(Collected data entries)
__________________________________________________
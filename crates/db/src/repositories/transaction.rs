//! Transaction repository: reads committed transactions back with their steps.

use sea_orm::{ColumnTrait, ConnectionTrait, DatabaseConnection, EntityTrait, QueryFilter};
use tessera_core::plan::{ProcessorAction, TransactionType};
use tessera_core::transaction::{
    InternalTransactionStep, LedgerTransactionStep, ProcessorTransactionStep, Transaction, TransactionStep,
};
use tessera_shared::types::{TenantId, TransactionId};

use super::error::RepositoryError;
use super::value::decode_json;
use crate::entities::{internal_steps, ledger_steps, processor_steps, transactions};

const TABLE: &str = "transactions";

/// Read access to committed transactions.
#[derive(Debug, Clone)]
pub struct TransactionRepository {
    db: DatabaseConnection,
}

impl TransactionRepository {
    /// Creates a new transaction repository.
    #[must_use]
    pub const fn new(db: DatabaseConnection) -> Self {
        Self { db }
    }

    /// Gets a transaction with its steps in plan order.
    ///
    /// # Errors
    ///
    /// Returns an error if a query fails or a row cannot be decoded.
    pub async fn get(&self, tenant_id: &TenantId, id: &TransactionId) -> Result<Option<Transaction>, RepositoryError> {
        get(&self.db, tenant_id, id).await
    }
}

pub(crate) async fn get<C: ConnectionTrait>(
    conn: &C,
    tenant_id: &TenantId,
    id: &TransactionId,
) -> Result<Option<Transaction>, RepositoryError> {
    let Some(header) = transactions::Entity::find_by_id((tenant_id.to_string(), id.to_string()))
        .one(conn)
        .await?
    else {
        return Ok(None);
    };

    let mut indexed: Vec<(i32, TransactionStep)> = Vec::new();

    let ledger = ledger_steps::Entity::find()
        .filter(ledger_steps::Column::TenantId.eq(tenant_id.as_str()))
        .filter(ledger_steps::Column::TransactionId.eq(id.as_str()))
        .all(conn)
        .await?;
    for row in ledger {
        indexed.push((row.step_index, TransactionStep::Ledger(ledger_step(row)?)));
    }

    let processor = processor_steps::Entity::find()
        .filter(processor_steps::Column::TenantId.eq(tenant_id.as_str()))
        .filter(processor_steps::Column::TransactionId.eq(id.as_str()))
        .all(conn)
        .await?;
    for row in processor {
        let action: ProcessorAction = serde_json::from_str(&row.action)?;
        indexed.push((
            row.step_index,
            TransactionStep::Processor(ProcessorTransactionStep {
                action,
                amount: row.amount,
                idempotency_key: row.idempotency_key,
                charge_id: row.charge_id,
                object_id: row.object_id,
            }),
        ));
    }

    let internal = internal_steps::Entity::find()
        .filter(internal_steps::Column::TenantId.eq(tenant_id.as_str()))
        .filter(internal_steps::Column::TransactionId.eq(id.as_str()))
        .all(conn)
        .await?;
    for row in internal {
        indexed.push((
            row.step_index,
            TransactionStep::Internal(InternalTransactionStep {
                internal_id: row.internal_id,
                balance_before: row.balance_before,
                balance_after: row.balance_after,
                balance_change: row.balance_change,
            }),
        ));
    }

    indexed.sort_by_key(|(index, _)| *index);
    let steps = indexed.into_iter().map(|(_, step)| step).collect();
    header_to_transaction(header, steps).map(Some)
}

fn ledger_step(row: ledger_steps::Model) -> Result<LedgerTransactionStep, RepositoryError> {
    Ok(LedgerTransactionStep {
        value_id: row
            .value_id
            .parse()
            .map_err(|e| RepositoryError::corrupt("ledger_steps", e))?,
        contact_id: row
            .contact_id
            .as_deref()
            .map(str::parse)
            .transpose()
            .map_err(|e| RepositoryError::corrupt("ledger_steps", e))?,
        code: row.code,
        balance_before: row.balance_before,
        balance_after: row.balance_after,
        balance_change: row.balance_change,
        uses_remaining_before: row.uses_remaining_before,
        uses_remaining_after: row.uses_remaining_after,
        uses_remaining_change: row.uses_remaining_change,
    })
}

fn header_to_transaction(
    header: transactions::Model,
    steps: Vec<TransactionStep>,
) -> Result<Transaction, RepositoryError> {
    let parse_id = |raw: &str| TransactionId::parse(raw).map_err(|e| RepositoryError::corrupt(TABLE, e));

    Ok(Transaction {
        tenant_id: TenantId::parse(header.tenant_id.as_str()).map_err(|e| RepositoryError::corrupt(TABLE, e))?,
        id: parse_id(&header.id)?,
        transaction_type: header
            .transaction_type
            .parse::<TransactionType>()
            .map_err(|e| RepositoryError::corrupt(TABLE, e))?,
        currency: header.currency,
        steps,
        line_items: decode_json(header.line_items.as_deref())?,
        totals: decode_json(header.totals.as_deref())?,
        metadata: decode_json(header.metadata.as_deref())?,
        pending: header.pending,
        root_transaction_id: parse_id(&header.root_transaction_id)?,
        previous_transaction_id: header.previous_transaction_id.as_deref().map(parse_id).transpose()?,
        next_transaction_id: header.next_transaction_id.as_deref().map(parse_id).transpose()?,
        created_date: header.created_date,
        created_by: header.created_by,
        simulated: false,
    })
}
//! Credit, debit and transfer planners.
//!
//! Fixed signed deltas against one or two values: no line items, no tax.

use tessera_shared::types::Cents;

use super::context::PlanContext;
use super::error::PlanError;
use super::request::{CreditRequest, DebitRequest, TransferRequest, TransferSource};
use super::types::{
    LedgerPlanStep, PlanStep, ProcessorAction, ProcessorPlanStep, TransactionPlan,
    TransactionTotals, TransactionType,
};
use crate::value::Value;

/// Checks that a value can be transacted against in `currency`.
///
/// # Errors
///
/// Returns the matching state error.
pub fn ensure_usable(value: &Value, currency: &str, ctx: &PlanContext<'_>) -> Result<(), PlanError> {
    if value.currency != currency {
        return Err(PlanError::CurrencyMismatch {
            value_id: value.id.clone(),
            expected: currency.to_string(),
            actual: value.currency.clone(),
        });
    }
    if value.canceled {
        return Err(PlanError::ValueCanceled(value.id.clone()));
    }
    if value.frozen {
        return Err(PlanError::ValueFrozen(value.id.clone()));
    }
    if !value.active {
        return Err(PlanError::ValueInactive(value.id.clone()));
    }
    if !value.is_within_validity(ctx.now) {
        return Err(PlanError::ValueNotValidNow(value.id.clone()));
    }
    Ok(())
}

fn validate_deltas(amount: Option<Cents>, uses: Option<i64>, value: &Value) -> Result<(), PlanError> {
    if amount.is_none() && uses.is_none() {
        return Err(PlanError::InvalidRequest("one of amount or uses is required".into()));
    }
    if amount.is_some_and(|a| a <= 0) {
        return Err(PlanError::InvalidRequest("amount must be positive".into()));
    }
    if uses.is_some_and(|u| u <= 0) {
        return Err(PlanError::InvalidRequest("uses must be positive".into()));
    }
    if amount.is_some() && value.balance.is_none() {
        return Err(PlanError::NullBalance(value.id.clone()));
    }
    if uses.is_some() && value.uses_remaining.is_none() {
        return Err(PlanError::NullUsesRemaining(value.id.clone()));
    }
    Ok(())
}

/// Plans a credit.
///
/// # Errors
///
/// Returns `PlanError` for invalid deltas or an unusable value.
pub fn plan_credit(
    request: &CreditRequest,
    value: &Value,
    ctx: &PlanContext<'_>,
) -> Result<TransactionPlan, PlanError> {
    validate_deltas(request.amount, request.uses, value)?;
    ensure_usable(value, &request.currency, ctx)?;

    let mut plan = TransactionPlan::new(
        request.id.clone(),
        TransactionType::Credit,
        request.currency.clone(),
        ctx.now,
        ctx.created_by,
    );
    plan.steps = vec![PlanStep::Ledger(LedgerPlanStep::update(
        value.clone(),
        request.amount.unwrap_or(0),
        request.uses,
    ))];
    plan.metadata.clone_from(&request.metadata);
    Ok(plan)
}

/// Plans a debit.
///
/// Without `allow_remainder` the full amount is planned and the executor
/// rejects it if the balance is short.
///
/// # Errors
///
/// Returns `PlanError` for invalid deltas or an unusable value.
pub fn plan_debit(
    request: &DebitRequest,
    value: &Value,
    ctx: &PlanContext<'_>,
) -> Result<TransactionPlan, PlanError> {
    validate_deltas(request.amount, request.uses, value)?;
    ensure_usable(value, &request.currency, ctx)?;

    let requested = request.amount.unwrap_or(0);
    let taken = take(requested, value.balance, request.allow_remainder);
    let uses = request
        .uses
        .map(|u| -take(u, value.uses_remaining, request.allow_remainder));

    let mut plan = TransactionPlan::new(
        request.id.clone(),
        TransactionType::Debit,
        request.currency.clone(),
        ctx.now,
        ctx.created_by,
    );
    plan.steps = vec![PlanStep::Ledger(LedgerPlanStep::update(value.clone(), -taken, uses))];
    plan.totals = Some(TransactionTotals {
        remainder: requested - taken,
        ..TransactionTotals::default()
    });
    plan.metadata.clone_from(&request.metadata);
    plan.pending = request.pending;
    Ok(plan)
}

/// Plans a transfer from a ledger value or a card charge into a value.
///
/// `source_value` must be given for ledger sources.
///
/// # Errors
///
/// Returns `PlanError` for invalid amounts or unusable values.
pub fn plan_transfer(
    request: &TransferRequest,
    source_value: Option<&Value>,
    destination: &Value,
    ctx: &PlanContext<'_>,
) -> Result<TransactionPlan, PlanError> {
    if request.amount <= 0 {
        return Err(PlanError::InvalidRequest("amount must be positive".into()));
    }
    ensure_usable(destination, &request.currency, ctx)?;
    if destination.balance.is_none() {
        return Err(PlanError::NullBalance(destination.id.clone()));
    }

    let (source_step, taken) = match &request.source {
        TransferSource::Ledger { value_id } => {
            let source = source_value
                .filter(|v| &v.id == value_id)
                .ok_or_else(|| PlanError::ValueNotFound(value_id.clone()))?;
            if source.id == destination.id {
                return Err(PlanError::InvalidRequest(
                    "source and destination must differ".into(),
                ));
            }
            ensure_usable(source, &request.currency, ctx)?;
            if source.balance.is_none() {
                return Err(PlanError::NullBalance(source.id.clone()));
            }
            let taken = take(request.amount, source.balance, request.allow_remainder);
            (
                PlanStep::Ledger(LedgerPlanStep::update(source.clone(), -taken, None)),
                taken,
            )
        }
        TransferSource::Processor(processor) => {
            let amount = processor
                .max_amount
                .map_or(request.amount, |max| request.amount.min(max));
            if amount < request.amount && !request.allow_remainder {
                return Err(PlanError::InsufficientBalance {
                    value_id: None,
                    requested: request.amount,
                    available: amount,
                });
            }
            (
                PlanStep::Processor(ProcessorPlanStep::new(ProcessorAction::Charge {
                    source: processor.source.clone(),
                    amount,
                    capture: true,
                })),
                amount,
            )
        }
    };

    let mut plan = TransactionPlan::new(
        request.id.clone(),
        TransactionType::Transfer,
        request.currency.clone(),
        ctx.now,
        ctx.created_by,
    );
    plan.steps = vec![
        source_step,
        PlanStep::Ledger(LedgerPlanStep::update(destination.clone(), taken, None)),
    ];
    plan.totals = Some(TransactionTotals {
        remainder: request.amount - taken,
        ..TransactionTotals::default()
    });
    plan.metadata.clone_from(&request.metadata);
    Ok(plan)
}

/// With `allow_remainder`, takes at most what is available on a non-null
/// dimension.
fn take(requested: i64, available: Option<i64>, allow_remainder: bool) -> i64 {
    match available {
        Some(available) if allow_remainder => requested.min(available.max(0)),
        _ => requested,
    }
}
__________________________________________________
> WORK REQUEST
In the entries above, find each line with "TransactionId" and copy it.

> ANSWER TO THE PROBLEM
use tessera_shared::types::{TenantId, TransactionId};
    pub async fn get(&self, tenant_id: &TenantId, id: &TransactionId) -> Result<Option<Transaction>, RepositoryError> {
    id: &TransactionId,
        .filter(ledger_steps::Column::TransactionId.eq(id.as_str()))
        .filter(processor_steps::Column::TransactionId.eq(id.as_str()))
        .filter(internal_steps::Column::TransactionId.eq(id.as_str()))
    let parse_id = |raw: &str| TransactionId::parse(raw).map_err(|e| RepositoryError::corrupt(TABLE, e));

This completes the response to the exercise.